> _ACTIVITY_: Answer with a number only, giving how many lines in the data below include "false".

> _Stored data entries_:
------------------------------
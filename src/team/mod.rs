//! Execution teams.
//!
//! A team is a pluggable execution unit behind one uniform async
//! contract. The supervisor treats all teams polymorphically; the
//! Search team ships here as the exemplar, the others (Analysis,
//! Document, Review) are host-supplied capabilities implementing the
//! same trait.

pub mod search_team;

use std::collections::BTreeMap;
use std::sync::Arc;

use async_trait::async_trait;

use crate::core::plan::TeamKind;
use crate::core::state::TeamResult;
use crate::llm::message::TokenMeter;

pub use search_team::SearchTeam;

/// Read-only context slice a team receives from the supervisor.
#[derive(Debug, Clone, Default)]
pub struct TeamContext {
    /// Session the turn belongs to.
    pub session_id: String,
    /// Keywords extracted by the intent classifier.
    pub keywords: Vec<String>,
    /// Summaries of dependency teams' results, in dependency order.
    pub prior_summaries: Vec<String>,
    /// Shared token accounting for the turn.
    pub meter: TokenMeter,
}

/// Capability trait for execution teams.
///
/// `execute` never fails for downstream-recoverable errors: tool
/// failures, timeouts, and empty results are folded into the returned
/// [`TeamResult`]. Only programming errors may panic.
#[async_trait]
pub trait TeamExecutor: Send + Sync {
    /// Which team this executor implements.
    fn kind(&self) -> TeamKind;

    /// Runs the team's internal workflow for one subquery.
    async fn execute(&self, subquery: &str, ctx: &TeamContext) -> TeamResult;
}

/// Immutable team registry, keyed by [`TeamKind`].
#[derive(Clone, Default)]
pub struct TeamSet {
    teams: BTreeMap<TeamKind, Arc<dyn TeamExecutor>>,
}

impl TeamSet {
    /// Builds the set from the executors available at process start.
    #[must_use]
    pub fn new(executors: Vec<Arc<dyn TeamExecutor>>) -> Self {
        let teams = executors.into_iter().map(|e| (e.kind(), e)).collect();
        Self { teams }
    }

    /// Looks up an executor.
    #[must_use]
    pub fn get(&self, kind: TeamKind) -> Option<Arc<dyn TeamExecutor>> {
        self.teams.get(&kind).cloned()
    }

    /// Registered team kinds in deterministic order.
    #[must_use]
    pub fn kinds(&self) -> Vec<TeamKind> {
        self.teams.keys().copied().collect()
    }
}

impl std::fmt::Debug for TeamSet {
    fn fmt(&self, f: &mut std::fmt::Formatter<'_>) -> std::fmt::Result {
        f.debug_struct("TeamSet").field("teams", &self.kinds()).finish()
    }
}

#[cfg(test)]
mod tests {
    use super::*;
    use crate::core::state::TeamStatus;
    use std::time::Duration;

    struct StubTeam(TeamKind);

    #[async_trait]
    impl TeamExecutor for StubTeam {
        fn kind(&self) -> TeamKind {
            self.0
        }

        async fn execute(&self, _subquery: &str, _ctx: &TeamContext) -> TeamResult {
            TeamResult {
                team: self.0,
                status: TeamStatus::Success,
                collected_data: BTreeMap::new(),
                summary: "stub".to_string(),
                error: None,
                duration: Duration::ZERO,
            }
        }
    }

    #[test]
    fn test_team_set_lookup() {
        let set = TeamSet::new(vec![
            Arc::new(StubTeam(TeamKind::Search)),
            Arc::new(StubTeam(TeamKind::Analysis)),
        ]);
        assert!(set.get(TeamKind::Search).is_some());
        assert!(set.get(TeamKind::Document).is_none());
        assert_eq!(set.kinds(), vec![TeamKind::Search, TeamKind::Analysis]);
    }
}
------------------------------
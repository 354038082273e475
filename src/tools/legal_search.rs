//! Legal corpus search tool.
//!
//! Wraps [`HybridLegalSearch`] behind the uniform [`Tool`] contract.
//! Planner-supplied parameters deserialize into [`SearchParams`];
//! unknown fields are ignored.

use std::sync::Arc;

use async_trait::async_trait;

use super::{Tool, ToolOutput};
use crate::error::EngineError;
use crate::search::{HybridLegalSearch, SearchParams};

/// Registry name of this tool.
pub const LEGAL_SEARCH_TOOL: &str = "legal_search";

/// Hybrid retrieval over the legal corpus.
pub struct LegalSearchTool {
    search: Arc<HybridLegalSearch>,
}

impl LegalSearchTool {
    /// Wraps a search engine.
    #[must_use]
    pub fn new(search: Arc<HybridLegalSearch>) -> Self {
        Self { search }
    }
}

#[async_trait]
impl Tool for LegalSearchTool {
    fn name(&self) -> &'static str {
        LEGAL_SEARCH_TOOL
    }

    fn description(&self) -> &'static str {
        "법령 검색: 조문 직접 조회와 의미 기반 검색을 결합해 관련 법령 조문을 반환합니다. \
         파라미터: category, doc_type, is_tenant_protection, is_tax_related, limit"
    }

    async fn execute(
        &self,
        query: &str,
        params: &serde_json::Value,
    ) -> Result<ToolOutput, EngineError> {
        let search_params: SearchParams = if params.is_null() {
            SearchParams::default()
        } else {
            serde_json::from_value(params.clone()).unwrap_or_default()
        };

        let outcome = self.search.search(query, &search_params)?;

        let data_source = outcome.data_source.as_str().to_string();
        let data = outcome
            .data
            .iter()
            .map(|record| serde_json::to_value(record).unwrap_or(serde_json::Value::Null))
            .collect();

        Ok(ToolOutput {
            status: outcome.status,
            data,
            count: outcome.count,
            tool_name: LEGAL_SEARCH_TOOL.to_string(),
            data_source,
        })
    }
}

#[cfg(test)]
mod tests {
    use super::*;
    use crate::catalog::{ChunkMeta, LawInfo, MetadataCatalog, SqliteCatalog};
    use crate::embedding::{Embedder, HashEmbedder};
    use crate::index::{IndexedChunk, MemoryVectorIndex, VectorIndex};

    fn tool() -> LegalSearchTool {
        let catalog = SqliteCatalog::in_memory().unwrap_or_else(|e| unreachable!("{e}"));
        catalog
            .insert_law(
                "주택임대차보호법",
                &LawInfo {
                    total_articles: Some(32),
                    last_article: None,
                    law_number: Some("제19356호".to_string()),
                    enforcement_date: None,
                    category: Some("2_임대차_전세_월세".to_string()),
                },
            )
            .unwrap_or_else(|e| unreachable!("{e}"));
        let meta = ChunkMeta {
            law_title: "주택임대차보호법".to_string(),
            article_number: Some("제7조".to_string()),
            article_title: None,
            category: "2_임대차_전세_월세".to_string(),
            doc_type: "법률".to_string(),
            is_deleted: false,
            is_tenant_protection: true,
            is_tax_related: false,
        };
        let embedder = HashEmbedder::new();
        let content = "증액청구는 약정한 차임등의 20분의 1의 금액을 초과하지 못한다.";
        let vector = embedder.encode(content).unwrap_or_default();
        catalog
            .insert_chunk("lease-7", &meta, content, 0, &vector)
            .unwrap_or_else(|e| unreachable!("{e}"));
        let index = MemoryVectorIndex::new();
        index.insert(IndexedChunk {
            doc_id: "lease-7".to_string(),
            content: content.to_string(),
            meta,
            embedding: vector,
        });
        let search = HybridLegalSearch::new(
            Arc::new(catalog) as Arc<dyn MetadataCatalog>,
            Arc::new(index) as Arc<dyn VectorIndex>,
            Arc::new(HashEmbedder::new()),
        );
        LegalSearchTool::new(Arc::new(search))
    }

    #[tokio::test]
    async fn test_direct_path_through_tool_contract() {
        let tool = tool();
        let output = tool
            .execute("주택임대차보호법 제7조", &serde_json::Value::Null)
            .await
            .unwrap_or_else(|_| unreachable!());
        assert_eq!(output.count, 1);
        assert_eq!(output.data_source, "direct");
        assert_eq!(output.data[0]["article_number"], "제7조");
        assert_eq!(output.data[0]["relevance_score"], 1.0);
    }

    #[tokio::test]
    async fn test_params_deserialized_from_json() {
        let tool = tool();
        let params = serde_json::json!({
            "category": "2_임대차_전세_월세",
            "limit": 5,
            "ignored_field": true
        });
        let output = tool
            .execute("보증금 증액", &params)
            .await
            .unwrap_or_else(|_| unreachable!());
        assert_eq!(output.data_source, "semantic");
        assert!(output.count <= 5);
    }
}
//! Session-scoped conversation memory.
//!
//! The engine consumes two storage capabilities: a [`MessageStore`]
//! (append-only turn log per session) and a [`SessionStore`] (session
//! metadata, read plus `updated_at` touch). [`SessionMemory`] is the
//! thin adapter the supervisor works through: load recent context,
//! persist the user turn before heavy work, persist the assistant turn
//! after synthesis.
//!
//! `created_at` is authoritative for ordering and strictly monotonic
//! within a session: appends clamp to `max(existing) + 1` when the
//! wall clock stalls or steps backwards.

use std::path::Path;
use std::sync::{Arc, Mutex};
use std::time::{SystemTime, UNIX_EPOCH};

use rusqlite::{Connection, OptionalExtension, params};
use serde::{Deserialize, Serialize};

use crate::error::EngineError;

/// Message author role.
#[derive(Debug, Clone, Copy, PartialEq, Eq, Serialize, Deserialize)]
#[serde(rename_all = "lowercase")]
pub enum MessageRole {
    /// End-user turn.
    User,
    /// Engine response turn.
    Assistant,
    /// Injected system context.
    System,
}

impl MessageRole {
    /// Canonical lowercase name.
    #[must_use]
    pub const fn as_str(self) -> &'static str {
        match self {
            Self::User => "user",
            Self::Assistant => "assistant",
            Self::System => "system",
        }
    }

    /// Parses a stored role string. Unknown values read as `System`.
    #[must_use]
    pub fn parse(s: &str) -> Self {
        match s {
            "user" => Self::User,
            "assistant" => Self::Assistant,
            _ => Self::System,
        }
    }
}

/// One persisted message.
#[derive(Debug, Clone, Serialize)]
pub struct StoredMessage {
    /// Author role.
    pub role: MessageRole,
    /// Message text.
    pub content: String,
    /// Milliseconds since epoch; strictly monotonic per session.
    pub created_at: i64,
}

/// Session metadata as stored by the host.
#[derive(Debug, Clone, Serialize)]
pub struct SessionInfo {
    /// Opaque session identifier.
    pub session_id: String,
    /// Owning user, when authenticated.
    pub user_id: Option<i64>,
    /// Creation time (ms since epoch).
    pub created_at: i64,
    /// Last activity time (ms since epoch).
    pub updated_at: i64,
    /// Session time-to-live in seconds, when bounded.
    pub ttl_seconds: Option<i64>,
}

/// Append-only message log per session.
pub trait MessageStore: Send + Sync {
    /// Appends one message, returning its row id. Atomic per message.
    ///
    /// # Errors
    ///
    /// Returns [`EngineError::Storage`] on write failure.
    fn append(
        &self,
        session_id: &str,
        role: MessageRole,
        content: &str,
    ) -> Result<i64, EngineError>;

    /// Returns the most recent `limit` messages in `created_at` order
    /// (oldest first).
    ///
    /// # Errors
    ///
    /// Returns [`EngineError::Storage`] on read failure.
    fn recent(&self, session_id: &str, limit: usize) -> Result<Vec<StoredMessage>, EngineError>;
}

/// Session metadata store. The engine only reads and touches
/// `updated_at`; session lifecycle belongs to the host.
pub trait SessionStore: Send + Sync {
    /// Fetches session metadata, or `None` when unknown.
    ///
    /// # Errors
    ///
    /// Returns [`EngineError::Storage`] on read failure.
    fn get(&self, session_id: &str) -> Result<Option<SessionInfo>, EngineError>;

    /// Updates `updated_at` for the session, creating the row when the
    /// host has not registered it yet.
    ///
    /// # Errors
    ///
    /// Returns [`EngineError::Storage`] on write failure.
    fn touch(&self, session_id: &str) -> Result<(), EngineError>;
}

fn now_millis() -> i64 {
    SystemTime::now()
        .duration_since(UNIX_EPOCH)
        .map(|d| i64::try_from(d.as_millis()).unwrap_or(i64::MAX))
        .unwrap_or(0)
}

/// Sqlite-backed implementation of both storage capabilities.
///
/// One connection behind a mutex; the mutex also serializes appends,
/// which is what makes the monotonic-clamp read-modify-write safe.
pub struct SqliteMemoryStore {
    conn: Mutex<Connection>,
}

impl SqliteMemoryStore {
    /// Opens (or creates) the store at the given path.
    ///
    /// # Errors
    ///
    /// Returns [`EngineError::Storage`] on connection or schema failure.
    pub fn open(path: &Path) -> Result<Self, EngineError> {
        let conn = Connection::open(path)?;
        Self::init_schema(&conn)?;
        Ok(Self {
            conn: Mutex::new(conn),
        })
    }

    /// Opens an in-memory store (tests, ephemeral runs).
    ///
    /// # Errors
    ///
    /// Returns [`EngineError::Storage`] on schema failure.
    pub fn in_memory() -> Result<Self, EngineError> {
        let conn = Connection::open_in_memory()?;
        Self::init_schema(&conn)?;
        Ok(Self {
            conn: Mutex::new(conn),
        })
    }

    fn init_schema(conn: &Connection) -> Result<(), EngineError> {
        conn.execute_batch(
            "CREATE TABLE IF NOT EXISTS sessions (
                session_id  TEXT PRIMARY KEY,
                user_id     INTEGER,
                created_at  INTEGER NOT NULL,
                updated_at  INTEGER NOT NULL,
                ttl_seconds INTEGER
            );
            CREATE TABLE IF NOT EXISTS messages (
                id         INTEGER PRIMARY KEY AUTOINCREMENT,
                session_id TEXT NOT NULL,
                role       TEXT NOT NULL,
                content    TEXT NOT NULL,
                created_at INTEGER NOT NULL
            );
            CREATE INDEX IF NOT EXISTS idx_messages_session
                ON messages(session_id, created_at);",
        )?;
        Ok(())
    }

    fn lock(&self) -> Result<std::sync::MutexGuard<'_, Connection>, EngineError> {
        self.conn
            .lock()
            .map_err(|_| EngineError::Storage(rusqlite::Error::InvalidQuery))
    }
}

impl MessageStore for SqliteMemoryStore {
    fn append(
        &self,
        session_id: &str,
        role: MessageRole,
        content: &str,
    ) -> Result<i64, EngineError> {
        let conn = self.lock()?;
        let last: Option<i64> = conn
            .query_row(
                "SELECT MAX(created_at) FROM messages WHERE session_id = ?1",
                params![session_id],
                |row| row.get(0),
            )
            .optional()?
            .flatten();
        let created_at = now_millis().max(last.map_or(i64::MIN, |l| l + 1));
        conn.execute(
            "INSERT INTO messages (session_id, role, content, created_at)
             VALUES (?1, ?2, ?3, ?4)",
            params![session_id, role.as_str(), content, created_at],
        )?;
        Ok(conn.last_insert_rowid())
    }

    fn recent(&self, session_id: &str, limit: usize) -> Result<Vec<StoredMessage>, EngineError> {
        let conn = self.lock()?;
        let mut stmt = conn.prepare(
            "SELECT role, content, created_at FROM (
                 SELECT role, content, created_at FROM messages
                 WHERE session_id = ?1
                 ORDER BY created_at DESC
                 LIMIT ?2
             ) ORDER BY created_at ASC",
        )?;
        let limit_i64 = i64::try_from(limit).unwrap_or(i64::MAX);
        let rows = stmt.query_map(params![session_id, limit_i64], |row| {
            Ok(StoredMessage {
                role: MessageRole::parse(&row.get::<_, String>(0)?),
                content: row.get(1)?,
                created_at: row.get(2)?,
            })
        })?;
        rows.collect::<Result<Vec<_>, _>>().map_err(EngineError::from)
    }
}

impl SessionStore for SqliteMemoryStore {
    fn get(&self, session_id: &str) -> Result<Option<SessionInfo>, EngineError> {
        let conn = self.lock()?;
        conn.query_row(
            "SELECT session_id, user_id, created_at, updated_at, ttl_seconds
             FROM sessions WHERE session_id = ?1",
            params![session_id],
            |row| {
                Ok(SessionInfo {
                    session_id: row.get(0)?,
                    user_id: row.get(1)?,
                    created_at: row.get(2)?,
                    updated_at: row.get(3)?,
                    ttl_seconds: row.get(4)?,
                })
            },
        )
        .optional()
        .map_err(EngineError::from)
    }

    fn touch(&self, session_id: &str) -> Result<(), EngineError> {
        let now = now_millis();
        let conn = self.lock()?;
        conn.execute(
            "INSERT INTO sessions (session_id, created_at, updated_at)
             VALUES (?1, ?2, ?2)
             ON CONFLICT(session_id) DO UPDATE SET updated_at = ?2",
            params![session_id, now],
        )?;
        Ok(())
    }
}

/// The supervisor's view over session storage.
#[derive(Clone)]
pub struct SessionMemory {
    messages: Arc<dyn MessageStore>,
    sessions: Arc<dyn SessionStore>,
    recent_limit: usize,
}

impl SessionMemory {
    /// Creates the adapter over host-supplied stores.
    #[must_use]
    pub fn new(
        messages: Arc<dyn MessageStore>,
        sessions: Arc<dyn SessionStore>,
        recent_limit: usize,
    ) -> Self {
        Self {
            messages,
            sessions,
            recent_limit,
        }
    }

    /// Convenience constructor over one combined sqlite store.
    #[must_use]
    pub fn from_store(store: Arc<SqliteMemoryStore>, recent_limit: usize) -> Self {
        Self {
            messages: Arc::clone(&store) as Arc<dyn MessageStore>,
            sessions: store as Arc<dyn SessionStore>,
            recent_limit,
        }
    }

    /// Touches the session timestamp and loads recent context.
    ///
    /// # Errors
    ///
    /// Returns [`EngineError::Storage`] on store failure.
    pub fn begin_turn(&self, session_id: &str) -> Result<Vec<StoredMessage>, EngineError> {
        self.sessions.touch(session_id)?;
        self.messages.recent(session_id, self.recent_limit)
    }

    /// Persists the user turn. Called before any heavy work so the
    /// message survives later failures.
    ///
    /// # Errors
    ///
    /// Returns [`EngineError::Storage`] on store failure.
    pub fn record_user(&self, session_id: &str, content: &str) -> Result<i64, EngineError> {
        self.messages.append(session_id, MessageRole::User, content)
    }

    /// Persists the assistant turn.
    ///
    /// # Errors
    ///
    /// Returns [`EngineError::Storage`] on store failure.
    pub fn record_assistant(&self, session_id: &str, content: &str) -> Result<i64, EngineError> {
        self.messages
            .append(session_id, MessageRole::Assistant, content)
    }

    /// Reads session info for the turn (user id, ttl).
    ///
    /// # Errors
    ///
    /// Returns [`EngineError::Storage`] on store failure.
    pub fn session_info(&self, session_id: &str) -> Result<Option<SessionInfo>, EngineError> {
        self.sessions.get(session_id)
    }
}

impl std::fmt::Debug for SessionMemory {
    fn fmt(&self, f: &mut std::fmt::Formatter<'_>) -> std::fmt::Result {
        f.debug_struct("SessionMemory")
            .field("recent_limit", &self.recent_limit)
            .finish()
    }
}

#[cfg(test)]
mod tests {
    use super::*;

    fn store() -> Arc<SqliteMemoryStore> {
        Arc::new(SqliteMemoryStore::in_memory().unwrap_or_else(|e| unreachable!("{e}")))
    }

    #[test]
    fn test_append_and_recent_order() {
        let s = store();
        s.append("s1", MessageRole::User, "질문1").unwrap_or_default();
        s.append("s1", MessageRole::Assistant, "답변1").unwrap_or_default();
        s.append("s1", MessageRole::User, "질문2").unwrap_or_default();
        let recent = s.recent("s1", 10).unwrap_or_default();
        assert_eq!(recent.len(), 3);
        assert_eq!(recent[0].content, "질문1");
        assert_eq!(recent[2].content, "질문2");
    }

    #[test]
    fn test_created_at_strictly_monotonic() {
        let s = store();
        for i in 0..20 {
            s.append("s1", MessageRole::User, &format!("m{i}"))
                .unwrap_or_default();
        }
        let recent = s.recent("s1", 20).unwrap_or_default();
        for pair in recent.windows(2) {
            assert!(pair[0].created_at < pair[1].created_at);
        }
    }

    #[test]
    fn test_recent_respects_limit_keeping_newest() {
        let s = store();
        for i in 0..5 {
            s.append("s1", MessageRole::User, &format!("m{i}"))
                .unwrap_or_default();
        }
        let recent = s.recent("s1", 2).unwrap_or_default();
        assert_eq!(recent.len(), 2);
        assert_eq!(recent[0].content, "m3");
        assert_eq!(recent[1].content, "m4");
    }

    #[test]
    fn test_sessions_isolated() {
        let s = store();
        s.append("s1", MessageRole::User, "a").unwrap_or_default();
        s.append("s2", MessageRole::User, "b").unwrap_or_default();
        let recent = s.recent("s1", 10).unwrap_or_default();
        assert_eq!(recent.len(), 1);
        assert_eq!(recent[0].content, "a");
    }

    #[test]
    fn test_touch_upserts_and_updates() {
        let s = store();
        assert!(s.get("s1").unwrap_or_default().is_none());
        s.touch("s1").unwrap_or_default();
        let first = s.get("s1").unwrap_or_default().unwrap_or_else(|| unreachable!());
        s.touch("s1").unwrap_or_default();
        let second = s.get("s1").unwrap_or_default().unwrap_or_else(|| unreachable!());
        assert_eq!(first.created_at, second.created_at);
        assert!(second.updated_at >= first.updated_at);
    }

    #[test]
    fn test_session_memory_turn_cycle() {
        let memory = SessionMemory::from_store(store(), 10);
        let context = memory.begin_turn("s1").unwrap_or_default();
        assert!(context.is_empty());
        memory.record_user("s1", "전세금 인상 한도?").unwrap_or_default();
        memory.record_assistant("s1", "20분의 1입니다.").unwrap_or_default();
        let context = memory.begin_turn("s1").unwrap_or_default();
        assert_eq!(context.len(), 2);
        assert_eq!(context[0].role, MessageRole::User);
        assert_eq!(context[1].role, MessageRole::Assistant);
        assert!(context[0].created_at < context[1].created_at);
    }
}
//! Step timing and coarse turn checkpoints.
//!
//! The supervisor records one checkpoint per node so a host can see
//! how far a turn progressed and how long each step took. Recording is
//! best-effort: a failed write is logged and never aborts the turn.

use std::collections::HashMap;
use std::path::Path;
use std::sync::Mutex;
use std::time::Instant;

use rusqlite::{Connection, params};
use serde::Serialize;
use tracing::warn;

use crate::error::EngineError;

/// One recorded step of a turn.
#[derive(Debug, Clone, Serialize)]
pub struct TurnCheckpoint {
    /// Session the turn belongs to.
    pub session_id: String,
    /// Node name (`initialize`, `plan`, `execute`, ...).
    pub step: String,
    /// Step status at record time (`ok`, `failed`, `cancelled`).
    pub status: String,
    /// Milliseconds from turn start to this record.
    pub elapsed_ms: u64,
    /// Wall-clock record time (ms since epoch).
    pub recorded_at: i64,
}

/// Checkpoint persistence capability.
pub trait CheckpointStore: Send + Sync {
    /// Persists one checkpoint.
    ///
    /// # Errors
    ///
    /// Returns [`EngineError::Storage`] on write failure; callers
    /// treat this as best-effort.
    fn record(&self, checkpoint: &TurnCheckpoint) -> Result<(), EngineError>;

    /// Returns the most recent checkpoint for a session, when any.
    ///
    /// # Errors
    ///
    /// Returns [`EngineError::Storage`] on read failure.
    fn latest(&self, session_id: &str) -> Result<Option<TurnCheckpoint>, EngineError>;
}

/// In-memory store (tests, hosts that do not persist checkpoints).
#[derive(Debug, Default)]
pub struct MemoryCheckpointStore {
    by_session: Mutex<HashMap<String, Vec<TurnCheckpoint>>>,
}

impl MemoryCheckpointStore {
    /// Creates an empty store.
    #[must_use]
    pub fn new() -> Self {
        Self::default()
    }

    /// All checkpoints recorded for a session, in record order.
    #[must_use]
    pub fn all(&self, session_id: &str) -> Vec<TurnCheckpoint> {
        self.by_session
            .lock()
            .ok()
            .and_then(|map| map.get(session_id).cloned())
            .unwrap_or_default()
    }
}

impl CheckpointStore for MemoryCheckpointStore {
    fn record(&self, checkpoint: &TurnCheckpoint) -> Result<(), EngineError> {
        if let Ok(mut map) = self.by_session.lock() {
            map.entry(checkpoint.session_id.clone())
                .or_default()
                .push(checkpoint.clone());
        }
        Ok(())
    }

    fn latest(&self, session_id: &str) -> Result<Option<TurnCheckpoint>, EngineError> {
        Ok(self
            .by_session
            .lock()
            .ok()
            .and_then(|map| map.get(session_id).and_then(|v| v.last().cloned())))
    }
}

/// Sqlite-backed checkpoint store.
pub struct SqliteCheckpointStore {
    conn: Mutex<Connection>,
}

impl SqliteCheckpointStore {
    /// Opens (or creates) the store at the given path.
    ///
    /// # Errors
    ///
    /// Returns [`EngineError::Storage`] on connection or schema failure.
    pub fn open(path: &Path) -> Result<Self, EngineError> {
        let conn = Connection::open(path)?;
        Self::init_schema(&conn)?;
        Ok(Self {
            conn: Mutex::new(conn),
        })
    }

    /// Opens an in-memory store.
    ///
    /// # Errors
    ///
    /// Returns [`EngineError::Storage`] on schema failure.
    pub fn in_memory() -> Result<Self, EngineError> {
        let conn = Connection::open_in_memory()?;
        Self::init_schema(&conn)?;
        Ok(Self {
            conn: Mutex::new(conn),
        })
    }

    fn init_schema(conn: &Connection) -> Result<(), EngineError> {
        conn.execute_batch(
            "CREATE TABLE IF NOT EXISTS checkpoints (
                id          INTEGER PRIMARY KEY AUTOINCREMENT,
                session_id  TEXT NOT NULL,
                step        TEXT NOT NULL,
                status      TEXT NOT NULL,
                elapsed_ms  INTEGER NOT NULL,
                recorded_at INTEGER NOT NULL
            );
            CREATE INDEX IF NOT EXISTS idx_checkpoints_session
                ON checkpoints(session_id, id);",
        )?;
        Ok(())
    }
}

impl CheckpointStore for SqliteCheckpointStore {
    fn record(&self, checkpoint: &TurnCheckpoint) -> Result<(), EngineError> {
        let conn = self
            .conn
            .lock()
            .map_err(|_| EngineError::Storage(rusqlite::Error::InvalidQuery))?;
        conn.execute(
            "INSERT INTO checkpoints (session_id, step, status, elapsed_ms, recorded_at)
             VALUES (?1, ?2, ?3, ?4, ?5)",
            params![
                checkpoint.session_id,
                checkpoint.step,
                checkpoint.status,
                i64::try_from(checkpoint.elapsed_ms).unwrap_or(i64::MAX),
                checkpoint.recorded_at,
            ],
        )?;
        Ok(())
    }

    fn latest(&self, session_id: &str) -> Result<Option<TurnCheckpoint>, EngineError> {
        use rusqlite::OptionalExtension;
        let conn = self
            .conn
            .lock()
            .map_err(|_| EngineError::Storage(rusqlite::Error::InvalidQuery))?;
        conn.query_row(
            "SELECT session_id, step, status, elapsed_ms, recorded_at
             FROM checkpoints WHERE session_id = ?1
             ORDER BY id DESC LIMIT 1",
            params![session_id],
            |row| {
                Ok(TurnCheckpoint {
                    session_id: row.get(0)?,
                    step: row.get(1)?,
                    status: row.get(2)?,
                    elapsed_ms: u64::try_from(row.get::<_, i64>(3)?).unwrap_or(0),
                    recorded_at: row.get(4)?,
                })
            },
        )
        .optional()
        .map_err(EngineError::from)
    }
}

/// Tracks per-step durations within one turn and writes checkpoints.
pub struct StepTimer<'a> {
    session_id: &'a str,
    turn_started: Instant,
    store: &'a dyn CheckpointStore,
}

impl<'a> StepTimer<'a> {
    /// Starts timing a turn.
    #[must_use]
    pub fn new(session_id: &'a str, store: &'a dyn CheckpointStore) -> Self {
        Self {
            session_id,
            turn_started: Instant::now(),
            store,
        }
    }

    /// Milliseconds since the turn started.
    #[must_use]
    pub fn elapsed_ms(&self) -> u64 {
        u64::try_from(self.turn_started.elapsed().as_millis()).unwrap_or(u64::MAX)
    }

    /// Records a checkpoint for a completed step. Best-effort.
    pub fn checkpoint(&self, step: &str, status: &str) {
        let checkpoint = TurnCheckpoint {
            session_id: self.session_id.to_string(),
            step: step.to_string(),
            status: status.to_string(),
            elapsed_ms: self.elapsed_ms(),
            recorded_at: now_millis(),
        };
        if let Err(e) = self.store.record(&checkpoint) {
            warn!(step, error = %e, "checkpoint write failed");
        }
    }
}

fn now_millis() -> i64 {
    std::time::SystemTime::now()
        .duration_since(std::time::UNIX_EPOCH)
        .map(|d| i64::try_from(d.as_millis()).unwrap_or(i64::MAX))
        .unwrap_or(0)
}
------------------------------
> _TASK SOLUTION_: 2